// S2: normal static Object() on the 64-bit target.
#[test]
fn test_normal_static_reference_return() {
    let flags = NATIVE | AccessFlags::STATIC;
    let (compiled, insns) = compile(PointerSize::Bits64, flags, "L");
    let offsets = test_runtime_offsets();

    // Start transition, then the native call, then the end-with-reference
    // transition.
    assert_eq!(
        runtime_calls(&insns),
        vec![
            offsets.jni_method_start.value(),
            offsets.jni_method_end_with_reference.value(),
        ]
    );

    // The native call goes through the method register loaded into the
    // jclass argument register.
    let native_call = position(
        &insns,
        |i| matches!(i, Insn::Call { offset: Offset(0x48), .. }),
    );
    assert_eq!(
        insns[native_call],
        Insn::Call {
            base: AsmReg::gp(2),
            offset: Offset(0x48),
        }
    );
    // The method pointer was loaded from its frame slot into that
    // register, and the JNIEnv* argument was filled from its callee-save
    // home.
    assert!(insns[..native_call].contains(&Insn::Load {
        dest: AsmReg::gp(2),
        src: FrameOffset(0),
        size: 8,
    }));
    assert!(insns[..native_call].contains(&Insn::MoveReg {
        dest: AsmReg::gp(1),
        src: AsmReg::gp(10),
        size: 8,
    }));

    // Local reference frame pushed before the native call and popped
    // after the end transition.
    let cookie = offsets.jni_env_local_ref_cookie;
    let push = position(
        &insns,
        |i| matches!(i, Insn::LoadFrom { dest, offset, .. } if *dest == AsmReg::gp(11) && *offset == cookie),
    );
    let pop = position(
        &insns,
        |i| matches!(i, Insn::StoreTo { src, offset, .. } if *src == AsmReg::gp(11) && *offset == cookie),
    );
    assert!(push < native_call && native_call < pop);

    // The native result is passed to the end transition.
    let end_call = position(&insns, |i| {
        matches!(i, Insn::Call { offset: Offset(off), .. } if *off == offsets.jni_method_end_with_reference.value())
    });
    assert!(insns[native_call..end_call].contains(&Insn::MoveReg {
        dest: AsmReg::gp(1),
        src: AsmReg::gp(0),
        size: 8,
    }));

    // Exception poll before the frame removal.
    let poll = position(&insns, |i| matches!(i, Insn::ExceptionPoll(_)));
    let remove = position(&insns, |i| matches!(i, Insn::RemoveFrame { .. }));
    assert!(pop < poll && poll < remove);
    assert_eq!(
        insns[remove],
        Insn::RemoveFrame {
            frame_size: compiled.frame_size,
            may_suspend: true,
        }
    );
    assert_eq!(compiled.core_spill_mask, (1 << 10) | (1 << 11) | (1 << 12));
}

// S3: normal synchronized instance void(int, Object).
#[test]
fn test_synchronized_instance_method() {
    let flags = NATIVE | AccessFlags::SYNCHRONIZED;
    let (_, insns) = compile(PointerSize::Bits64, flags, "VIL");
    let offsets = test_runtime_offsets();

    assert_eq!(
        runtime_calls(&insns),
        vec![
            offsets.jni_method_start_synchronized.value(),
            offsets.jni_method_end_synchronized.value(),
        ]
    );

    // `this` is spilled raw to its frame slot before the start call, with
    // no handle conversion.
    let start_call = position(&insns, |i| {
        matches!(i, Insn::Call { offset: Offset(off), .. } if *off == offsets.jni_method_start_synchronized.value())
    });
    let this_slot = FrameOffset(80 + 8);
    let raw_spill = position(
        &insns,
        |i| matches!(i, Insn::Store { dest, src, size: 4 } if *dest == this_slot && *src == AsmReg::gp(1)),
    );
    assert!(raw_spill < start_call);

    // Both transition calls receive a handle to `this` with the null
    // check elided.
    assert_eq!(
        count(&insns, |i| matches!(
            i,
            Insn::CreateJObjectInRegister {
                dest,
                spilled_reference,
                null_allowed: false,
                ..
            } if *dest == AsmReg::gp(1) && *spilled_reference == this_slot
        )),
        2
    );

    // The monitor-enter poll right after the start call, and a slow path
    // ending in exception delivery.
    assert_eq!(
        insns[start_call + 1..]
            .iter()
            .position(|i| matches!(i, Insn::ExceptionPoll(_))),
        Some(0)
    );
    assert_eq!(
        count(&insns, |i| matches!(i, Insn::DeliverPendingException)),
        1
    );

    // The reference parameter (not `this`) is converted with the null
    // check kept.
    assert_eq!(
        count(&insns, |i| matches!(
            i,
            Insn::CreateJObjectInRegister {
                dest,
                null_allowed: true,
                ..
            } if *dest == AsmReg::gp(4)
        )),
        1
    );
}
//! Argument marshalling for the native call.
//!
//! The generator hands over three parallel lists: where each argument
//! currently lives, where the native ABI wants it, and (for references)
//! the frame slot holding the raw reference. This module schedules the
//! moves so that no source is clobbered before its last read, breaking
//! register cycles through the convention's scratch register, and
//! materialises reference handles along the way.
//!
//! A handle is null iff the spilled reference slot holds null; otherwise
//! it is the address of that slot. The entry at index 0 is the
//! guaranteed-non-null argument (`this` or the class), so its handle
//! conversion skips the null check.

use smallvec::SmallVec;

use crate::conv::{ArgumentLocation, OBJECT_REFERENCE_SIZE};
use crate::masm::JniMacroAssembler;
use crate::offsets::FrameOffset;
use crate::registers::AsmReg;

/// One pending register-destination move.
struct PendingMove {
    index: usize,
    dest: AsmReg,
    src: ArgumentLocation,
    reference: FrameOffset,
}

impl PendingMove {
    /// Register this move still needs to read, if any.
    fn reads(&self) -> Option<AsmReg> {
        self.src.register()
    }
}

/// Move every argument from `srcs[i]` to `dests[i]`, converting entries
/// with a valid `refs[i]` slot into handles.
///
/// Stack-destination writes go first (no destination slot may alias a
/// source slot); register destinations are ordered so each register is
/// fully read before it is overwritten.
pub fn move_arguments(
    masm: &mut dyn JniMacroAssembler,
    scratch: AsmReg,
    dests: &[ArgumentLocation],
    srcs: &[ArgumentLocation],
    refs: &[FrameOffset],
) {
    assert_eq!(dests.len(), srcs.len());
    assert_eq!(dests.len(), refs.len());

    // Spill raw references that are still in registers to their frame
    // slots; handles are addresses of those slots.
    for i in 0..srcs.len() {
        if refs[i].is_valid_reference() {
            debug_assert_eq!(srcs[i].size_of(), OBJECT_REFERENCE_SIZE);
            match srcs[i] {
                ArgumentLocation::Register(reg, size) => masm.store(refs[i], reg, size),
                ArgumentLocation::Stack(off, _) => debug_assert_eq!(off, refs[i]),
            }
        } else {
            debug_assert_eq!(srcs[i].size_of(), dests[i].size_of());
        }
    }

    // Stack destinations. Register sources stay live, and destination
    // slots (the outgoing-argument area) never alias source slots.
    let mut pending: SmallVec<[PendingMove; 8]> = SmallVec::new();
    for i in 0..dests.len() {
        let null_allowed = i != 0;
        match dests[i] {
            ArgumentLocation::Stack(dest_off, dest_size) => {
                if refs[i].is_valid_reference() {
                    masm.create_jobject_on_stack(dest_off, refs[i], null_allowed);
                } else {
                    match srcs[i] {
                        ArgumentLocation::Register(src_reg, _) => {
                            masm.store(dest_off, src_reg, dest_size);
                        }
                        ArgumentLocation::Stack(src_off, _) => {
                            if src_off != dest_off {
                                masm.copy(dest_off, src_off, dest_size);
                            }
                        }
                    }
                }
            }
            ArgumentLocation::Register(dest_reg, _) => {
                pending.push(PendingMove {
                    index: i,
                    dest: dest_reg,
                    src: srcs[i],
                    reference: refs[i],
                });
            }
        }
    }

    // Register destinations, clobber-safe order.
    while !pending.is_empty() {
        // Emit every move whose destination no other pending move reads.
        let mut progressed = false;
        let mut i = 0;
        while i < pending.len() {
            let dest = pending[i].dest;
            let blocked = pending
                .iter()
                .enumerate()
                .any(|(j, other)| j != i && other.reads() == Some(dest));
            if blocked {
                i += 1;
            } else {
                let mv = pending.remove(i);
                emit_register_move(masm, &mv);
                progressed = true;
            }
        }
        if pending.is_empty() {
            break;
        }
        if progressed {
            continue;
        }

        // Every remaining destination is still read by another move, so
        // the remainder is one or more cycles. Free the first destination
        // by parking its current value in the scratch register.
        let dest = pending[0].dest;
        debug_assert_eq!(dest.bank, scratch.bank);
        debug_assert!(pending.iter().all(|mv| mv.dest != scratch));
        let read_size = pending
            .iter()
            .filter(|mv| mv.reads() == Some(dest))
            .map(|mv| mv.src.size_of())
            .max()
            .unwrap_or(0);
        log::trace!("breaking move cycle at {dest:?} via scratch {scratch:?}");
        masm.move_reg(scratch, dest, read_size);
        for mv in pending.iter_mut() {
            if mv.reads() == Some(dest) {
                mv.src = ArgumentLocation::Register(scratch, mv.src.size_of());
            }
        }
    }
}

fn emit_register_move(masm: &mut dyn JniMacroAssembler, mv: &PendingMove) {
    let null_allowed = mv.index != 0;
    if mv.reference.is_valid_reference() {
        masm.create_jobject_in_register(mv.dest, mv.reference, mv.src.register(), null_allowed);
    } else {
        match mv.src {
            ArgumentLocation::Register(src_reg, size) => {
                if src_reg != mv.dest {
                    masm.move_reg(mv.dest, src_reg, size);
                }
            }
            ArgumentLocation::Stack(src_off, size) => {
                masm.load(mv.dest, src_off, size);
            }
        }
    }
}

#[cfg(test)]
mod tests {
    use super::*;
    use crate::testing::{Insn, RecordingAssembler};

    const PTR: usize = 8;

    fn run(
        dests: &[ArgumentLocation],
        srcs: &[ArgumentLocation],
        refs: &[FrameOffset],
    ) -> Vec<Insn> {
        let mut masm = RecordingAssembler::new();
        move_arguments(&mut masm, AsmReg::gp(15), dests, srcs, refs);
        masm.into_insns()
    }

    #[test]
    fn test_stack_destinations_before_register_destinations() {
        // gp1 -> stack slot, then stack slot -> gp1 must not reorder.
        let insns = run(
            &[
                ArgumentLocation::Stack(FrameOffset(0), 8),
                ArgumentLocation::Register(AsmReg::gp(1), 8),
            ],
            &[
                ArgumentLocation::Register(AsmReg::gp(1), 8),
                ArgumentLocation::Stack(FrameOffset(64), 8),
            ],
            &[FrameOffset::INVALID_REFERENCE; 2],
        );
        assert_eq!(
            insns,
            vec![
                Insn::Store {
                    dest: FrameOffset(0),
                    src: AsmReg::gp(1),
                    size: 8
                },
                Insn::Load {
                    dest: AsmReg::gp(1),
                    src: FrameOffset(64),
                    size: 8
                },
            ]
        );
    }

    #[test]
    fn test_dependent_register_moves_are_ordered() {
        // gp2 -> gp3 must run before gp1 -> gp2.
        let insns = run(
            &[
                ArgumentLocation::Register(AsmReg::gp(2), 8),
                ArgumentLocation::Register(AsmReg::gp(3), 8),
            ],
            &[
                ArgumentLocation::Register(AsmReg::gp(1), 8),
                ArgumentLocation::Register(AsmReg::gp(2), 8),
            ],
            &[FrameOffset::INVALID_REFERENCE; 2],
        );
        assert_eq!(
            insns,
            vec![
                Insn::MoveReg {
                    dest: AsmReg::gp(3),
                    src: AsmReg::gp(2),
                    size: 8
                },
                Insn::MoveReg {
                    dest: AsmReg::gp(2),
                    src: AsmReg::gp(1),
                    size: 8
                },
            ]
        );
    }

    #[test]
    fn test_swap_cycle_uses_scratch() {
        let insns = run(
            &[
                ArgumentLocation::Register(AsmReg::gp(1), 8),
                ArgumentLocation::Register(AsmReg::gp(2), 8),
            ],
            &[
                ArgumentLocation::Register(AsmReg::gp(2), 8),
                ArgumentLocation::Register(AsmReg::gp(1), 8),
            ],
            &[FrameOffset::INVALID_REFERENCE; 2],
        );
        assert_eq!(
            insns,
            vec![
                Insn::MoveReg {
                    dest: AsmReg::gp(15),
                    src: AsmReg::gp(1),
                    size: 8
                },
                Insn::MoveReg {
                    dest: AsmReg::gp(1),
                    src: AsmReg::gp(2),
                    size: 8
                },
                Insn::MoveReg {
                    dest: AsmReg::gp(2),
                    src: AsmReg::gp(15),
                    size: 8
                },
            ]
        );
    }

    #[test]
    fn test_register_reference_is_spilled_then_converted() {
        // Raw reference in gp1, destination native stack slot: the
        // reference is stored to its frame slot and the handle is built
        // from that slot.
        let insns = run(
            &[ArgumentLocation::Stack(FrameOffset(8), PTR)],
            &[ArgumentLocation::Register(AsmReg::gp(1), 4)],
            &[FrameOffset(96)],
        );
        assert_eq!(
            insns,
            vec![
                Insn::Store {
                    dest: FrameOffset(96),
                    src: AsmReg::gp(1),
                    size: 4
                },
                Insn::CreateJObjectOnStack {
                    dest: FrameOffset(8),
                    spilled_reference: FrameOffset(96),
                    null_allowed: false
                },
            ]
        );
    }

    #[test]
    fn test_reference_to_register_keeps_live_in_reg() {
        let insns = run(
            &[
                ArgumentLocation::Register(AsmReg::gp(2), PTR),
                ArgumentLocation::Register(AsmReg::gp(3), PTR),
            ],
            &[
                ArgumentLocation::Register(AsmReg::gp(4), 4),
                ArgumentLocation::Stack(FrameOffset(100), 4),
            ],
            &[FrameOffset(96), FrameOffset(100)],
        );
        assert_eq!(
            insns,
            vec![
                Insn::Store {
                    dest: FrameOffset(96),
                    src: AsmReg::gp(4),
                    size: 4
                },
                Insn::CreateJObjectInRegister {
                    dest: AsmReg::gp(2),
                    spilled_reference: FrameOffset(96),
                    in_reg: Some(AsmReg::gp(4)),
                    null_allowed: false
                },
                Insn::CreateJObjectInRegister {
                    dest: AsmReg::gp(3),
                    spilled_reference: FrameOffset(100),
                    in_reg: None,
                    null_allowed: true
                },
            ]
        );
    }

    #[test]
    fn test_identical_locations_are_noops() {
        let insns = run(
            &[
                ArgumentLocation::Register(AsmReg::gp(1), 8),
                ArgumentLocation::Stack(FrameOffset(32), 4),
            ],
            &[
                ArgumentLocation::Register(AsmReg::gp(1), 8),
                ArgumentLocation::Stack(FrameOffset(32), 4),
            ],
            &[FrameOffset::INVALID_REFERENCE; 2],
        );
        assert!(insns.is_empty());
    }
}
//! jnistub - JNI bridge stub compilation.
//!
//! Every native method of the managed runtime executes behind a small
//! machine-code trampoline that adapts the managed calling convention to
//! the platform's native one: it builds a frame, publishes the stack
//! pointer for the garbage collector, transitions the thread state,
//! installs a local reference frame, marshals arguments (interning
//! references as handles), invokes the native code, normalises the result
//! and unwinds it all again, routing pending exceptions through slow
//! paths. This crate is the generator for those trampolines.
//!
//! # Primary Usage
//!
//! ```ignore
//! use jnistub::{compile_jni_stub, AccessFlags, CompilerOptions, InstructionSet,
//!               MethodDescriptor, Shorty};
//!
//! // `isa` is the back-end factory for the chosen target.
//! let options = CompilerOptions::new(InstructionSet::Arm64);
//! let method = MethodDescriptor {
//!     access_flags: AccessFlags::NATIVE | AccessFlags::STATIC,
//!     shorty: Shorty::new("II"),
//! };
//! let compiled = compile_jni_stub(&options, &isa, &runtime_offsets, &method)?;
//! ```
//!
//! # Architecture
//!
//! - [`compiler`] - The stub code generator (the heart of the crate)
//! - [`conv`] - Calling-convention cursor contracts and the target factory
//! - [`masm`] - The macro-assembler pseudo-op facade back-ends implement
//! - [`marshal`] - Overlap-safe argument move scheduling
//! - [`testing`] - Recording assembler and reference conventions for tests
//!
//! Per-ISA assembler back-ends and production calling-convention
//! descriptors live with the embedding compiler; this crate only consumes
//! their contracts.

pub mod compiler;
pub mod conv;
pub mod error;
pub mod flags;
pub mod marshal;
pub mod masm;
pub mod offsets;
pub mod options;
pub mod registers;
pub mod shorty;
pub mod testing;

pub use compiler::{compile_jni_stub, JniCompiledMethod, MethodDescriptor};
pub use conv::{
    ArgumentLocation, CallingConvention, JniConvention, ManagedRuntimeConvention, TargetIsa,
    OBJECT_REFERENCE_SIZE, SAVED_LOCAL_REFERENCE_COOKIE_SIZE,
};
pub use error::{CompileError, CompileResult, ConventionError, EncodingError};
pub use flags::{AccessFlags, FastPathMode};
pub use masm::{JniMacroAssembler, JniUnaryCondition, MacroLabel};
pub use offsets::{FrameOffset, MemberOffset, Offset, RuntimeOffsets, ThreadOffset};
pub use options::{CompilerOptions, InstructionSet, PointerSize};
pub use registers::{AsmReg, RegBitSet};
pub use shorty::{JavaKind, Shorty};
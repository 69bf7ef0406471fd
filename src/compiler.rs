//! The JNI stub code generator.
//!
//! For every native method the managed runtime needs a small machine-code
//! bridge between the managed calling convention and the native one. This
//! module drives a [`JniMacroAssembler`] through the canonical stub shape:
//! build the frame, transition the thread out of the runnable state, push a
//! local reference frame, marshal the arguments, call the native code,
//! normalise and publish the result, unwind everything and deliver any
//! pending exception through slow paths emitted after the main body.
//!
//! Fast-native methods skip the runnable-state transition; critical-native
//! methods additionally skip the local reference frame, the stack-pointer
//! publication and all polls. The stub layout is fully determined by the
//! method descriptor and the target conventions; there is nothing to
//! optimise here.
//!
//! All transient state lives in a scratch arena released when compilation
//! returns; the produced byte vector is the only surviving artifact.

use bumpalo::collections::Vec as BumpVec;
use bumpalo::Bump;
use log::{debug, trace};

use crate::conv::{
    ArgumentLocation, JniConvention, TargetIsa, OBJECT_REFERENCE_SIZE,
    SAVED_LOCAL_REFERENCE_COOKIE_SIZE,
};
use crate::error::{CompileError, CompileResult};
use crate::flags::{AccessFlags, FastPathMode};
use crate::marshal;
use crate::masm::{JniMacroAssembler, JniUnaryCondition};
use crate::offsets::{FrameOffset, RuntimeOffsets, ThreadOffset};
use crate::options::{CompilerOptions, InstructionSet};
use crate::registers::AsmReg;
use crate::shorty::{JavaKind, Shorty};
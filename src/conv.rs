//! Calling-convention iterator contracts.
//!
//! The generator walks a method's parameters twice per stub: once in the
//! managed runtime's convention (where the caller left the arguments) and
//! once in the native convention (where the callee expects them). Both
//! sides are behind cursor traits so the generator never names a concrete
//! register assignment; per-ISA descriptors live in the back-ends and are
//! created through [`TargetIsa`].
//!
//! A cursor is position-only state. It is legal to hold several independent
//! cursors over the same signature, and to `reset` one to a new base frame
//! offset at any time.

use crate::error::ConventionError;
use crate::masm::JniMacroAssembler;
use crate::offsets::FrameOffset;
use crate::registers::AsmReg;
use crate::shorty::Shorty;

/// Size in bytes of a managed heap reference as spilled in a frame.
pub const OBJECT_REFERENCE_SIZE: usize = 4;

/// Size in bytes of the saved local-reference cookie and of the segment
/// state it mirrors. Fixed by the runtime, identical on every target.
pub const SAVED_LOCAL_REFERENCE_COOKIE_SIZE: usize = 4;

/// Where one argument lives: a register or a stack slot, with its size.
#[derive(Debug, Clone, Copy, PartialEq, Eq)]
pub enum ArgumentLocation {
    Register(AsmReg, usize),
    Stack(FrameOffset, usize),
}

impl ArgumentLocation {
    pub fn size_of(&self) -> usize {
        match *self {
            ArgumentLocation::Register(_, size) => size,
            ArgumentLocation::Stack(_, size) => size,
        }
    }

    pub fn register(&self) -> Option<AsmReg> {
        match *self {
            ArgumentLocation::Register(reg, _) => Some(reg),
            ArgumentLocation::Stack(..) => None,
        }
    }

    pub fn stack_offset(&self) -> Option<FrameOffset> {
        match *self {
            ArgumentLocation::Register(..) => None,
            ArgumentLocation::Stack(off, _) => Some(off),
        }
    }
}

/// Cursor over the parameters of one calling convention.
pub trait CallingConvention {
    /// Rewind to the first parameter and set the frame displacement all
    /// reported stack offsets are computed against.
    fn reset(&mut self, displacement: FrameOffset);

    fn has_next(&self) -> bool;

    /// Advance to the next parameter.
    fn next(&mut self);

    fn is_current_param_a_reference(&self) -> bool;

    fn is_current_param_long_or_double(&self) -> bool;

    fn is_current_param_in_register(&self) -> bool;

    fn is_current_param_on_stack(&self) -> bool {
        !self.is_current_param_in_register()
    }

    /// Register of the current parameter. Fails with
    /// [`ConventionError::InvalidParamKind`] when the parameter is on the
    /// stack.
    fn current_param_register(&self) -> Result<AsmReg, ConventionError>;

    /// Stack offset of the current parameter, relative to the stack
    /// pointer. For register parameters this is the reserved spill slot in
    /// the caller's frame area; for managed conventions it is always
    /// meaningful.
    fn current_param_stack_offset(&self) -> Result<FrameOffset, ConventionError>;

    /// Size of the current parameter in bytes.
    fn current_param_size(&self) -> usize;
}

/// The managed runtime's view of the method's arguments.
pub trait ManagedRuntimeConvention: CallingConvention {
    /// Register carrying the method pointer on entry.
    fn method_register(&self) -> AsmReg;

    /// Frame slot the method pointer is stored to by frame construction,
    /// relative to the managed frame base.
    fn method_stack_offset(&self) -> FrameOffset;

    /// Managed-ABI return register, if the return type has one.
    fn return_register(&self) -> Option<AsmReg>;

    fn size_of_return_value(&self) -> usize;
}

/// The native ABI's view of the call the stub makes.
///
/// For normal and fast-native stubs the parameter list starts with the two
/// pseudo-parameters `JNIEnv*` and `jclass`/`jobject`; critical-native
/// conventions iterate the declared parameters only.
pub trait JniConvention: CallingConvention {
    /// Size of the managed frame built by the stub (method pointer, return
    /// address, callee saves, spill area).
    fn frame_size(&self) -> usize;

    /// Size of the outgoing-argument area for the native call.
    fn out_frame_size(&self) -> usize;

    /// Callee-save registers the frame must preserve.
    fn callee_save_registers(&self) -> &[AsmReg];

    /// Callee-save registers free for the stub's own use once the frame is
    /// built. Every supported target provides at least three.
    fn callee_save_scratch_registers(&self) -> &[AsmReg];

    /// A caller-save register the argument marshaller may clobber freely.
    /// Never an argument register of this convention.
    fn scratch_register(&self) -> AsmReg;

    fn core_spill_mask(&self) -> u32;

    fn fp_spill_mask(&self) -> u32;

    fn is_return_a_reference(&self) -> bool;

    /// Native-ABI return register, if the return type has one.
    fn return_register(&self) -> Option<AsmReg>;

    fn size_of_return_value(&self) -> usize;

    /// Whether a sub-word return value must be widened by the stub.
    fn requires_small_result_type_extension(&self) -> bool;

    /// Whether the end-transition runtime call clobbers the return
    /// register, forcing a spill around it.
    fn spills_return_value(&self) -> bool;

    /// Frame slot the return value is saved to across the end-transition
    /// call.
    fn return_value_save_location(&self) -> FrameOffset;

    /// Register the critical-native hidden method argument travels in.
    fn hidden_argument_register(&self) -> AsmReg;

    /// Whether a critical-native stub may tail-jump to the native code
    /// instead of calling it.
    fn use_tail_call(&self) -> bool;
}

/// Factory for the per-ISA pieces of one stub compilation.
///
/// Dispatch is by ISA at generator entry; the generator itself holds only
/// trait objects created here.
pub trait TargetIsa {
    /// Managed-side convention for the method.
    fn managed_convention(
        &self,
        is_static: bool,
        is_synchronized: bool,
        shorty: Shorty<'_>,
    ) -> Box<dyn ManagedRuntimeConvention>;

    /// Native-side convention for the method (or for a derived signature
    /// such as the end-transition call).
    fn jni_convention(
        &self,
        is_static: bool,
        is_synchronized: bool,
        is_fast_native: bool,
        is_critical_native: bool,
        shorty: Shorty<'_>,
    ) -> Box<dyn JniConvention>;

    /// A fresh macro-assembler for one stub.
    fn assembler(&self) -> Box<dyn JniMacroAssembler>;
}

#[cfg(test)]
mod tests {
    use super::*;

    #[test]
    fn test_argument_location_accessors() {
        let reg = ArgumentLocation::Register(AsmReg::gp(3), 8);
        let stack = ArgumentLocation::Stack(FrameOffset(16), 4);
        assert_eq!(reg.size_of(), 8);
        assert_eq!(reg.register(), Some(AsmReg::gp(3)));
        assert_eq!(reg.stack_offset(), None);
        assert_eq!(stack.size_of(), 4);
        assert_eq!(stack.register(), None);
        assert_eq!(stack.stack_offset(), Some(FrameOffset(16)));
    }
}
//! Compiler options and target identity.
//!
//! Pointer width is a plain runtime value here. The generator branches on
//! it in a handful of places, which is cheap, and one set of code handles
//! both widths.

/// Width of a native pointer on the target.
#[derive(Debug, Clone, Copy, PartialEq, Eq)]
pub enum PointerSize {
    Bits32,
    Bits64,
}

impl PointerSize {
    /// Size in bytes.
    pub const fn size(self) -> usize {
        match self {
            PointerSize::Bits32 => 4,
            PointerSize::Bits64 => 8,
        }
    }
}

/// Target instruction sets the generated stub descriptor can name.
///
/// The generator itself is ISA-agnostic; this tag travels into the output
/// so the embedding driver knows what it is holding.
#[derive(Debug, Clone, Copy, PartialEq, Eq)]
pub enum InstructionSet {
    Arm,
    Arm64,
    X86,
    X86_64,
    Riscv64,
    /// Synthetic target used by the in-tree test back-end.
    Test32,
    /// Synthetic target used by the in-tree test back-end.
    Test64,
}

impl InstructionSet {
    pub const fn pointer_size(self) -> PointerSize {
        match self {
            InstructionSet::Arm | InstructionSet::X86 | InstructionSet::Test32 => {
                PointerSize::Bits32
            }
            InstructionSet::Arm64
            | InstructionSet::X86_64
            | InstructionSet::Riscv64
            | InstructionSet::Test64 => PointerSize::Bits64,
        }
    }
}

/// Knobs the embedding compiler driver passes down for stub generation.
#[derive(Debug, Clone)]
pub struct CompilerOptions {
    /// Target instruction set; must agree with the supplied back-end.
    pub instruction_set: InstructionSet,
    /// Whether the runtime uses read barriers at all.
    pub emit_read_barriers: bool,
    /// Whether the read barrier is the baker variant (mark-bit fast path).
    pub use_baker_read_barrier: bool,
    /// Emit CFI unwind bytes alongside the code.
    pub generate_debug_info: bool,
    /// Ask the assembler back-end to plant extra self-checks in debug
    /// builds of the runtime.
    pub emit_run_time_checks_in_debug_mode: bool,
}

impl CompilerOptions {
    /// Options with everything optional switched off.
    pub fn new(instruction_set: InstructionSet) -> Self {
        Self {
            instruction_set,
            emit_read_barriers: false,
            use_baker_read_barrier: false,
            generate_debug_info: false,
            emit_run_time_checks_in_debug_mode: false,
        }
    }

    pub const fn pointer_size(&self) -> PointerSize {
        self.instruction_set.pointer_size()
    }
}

| WHAT IS EXPECTED |
In the records above, how many lines include "runnable"? Answer with the number alone.

| RESPONSE BELOW |
2